■ RECORD SET ■
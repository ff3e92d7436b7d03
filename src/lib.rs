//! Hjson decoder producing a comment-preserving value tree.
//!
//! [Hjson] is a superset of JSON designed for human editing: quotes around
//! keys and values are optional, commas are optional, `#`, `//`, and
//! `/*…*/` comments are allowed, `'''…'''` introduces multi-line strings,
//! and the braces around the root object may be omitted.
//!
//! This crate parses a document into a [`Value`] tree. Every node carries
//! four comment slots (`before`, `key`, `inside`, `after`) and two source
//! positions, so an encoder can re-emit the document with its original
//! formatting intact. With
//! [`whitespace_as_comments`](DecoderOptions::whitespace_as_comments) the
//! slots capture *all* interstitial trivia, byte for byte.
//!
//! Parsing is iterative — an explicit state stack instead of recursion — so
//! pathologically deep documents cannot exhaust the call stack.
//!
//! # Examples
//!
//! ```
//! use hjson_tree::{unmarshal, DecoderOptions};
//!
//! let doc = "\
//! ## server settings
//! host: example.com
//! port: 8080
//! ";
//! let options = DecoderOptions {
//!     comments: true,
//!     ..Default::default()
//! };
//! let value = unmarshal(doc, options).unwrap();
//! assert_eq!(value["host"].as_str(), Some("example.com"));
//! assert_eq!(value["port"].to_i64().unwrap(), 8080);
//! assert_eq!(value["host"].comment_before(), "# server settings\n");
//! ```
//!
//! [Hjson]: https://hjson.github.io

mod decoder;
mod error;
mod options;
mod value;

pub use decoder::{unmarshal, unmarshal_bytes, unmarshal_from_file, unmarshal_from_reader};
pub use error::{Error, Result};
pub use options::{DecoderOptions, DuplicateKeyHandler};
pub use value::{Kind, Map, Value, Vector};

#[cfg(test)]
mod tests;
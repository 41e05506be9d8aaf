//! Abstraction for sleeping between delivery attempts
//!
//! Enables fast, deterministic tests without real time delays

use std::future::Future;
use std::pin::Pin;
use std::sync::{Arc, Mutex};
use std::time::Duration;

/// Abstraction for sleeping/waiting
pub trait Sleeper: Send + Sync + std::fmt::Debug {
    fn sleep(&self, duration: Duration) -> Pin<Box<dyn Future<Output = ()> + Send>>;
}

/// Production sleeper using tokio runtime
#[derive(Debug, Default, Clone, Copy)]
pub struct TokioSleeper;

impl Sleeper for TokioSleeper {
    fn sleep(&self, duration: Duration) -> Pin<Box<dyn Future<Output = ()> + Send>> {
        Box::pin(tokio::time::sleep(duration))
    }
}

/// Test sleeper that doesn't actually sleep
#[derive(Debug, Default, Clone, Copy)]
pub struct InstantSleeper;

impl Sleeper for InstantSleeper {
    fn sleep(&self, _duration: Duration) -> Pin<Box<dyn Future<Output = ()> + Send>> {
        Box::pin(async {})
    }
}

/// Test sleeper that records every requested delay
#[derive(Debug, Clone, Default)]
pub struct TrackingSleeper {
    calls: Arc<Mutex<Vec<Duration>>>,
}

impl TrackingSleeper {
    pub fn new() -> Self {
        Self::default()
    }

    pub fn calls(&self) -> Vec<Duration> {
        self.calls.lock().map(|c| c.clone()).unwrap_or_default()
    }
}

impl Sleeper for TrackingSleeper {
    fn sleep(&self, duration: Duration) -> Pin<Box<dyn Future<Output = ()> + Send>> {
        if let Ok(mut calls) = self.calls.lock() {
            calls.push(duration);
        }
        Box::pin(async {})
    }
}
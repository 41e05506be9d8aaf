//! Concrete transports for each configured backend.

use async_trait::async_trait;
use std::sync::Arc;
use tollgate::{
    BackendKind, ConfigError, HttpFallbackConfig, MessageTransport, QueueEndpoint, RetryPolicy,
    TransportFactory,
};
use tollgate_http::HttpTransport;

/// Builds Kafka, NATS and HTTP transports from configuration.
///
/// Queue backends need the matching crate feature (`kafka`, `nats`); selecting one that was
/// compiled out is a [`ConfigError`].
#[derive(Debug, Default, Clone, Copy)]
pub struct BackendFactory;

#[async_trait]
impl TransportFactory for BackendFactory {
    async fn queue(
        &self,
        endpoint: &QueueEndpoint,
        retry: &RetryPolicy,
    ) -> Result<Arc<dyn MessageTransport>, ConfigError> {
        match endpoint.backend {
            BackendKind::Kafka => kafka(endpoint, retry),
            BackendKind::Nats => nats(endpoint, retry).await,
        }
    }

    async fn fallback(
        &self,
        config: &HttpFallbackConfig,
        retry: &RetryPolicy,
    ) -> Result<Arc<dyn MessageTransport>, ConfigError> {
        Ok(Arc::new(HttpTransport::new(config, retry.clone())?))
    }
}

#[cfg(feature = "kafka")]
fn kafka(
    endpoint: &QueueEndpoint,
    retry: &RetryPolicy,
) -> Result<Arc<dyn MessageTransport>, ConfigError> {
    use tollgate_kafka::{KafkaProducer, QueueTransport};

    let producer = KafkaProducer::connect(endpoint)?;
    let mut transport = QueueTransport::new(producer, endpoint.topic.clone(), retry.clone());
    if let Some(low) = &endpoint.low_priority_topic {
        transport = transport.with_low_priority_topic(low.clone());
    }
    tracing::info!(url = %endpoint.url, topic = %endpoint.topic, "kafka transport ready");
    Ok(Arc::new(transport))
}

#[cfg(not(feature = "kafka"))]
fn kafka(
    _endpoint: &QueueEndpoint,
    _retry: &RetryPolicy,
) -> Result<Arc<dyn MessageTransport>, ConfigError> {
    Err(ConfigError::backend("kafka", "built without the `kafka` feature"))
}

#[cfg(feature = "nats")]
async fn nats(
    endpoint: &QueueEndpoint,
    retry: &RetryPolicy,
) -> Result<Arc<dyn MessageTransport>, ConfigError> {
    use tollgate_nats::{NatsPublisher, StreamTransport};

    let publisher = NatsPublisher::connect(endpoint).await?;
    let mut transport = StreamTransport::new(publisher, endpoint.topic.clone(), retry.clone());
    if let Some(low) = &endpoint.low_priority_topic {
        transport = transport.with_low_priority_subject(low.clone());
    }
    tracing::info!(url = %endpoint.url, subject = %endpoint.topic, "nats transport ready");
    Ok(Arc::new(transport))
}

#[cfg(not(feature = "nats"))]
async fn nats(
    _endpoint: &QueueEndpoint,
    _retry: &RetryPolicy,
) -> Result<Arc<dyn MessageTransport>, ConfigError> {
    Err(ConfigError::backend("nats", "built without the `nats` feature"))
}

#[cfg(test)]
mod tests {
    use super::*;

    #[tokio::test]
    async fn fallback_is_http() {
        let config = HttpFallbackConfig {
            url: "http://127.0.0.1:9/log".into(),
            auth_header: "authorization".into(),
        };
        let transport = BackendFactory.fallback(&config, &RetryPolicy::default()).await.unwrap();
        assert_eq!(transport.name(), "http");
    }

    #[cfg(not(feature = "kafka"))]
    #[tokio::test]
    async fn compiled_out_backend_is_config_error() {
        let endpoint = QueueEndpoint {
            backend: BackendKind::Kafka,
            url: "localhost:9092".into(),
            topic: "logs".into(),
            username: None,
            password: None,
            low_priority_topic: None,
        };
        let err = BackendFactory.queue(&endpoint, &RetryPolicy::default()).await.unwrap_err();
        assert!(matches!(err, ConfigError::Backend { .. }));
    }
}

■ TASK STATEMENT ■
Those lines above that contain the string "calls" should be returned.

■ RESPONSE TO THE TASK ■
    calls: Arc<Mutex<Vec<Duration>>>,
    pub fn calls(&self) -> Vec<Duration> {
        self.calls.lock().map(|c| c.clone()).unwrap_or_default()
        if let Ok(mut calls) = self.calls.lock() {
            calls.push(duration);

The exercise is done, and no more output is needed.